My last post was called enthusiasm, but I could equally have called it connection. And I missed out the most significant threat to my enthusiasm for Leo and my connection with him. It is also the hardest to write about.

I get very little feedback from Leo. When I meet other children who are not on the spectrum I am shocked at how much feedback they give – even to people they have not met before. It is lots of tiny subtle signals and ways of being in the world, that you do not even notice, until you meet someone who does not do those things. I notice how I react as well; I automatically supply them with more feedback and it creates a loop of connection and understanding. It does not feel at all nice to say that this is far easier to do with other children than with my own child.

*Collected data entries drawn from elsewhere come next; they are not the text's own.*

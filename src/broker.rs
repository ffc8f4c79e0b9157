//! Fan-out of the envelope stream to every registered formatter.
//!
//! The broker is driven by a single producer. It never buffers envelopes
//! itself: each one is handed to every running formatter's own queue, and a
//! formatter that cannot take it (disabled, closed, not yet launched) simply
//! does not receive it. Formatter failures never reach the producer; they
//! are returned from [`MessageBroker::shutdown`].

use std::sync::Arc;

use futures::future::join_all;
use tracing::{debug, info, warn};

use crate::{
    config::{ConfigError, FormattersConfigProvider},
    formatter::{
        EnqueueError,
        Formatter,
        FormatterContext,
        FormatterError,
        FormatterHandle,
        LaunchOutcome,
        ShutdownReport,
        ShutdownTimeouts,
    },
    messages::Envelope,
};

/// Per-broker settings.
#[derive(Clone, Copy, Debug, Default, PartialEq, Eq)]
pub struct RuntimeOptions {
    pub shutdown_timeouts: ShutdownTimeouts,
}

/// Outcome of shutting down one formatter.
#[derive(Debug)]
pub struct FormatterShutdown {
    pub formatter: String,
    pub result: Result<ShutdownReport, FormatterError>,
}

/// Routes envelopes from one producer to many formatters.
#[derive(Debug)]
pub struct MessageBroker {
    provider: Arc<FormattersConfigProvider>,
    context: FormatterContext,
    options: RuntimeOptions,
    formatters: Vec<FormatterHandle>,
    initialized: bool,
}

impl MessageBroker {
    #[must_use]
    pub fn new(provider: Arc<FormattersConfigProvider>, options: RuntimeOptions) -> Self {
        let context = FormatterContext::new(Arc::clone(provider.placeholders()));
        Self {
            provider,
            context,
            options,
            formatters: Vec::new(),
            initialized: false,
        }
    }

    /// Add a formatter. Formatters registered after initialization stay
    /// unlaunched and receive nothing.
    pub fn register<F: Formatter>(&mut self, formatter: F) -> &mut Self {
        self.register_boxed(Box::new(formatter))
    }

    pub fn register_boxed(&mut self, formatter: Box<dyn Formatter>) -> &mut Self {
        if self.initialized {
            warn!(formatter = formatter.name(), "formatter registered after initialization is ignored");
        }
        self.formatters.push(FormatterHandle::new(formatter));
        self
    }

    /// Resolve configuration and launch every registered formatter.
    ///
    /// Runs at most once; later calls return immediately. Called implicitly
    /// by [`publish`](Self::publish) on the first `testRunStarted`.
    ///
    /// # Errors
    ///
    /// Returns the [`ConfigError`] raised while resolving configuration. No
    /// formatter is launched in that case.
    pub async fn initialize(&mut self) -> Result<(), ConfigError> {
        if self.initialized {
            return Ok(());
        }
        let enabled = self.provider.enabled()?;
        let mut configs = Vec::with_capacity(self.formatters.len());
        for handle in &self.formatters {
            configs.push(self.provider.formatter_configuration(handle.name())?);
        }
        self.initialized = true;
        if !enabled {
            info!("formatters globally disabled");
        }

        for (handle, config) in self.formatters.iter_mut().zip(configs) {
            match handle.launch(config, &self.context).await {
                LaunchOutcome::Running => debug!(formatter = handle.name(), "formatter launched"),
                LaunchOutcome::Disabled => debug!(formatter = handle.name(), "formatter disabled"),
            }
        }
        Ok(())
    }

    /// Forward `envelope` to every running formatter.
    ///
    /// After forwarding `testRunFinished` the queue of every formatter is
    /// closed; consumption tasks drain on their own and are joined by
    /// [`shutdown`](Self::shutdown).
    ///
    /// # Errors
    ///
    /// Only configuration errors raised by the implicit initialization are
    /// returned.
    pub async fn publish(&mut self, envelope: Envelope) -> Result<(), ConfigError> {
        if envelope.is_test_run_started() {
            self.initialize().await?;
        }
        let finished = envelope.is_test_run_finished();
        let kind = envelope.kind();
        let envelope = Arc::new(envelope);

        for handle in &self.formatters {
            match handle.enqueue(Arc::clone(&envelope)) {
                Ok(()) | Err(EnqueueError::Disabled) => {}
                Err(EnqueueError::Closed) => {
                    warn!(formatter = handle.name(), kind, "envelope dropped: formatter closed");
                }
                Err(EnqueueError::NotLaunched) => {
                    debug!(formatter = handle.name(), kind, "envelope dropped: formatter not launched");
                }
            }
        }

        if finished {
            for handle in &mut self.formatters {
                handle.close();
            }
        }
        Ok(())
    }

    /// Whether initialization has run and at least one formatter is taking
    /// envelopes.
    #[must_use]
    pub fn is_enabled(&self) -> bool {
        self.initialized && self.formatters.iter().any(FormatterHandle::is_active)
    }

    #[must_use]
    pub fn active_formatters(&self) -> Vec<&str> {
        self.formatters
            .iter()
            .filter(|h| h.is_active())
            .map(FormatterHandle::name)
            .collect()
    }

    /// Join every formatter concurrently and report how each one ended.
    pub async fn shutdown(&mut self) -> Vec<FormatterShutdown> {
        let timeouts = self.options.shutdown_timeouts;
        join_all(self.formatters.iter_mut().map(|handle| async move {
            let result = handle.shutdown(timeouts).await;
            FormatterShutdown {
                formatter: handle.name().to_owned(),
                result,
            }
        }))
        .await
    }
}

Leo’s little brother is one year old and has started handing us things. He will pick up a toy and pass it to me, babbling at the same time and looking at me to make sure I am really paying attention. I have been astounded by how much these little actions provoke an outpouring of positive feedback from me to him. Thank you Miles, how lovely. I grin at him. He grins back. Do you want it back now. More smiles. More babbling, more checking that I am looking at him. I give him a little kiss and he kisses me back. I know a lot of parents worry that the non-autistic child will miss out, but it can happen the other way round, albeit in a less obvious way.

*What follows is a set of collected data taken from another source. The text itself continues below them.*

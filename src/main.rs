//! `gherkin-relay` binary.
//!
//! Replays an NDJSON envelope log through every built-in formatter that the
//! configuration enables.

mod cli;

use std::{process::ExitCode, sync::Arc};

use clap::Parser;
use cli::{Cli, IdStyleArg};
use gherkin_relay::{
    FormattersConfigProvider,
    IdGenerator,
    IdReconciler,
    IdStyle,
    MessageBroker,
    Replay,
    RuntimeOptions,
    config::{HostConfigResolver, ProcessEnvironment},
    formatters,
};
use tokio::{
    fs::File,
    io::{self, AsyncBufRead, BufReader},
};
use tracing_subscriber::EnvFilter;

#[tokio::main]
async fn main() -> ExitCode {
    // Applications embedding the library should install their own subscriber.
    tracing_subscriber::fmt()
        .with_env_filter(EnvFilter::from_default_env())
        .init();

    let cli = Cli::parse();
    match run(cli).await {
        Ok(true) => ExitCode::SUCCESS,
        Ok(false) => ExitCode::FAILURE,
        Err(e) => {
            tracing::error!(error = %e, "replay failed");
            ExitCode::FAILURE
        }
    }
}

/// Replay the log; `Ok(false)` when a formatter failed.
async fn run(cli: Cli) -> gherkin_relay::Result<bool> {
    let provider = Arc::new(FormattersConfigProvider::standard(
        Arc::new(ProcessEnvironment),
        cli.config,
        HostConfigResolver::default(),
    ));
    let mut broker = MessageBroker::new(provider, RuntimeOptions::default());
    for formatter in formatters::builtin() {
        broker.register_boxed(formatter);
    }

    let style = match cli.id_style {
        IdStyleArg::Uuid => IdStyle::Uuid,
        IdStyleArg::Incrementing => IdStyle::Incrementing,
    };
    let mut replay = Replay::new(IdReconciler::new(Arc::new(IdGenerator::for_style(style))));

    let input: Box<dyn AsyncBufRead + Unpin> = match cli.input {
        Some(path) => Box::new(BufReader::new(File::open(path).await?)),
        None => Box::new(BufReader::new(io::stdin())),
    };
    let replayed = replay.run(input, &mut broker).await;

    let mut clean = true;
    for shutdown in broker.shutdown().await {
        if let Err(e) = shutdown.result {
            tracing::error!(formatter = %shutdown.formatter, error = %e, "formatter failed");
            clean = false;
        }
    }
    let published = replayed?;
    tracing::info!(published, "replay complete");
    Ok(clean)
}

I can remember two occasions when Leo has shown me something or wanted to share something with me. If you have a non-autistic child these incidents will sound like nothing, but they stand out in my mind as extraordinary events. He dragged me over to his ipad, not because there was a problem, but simply to show me something that had made him laugh. He even looked at me to see if I was laughing too. When he saw that I was, he laughed even more. Another time he clambered all the way upstairs to find me, clutching a picture in his hand. I am not even sure if his intention was to show me the picture, but at the time I felt that it was. These are things that most children his age would do… dozens of times a day? Hundreds? I don’t even know. How much feedback and connection has Leo missed out on because he does not try to engage us in ways that we understand.

In addition he cannot control the muscles in his face very well, so he does not have the range of facial expressions we assume everyone has access to. This is a fairly recent revelation for me. He can’t look surprised, he can’t frown, he can’t look quizzical. It is charmingly referred to as ‘flat affect’. Clearly, just because he can’t display a feeling on his face does not mean that it is not there. It sounds obvious when you say it, but in the real world, in real time, it is alarmingly easy to forget.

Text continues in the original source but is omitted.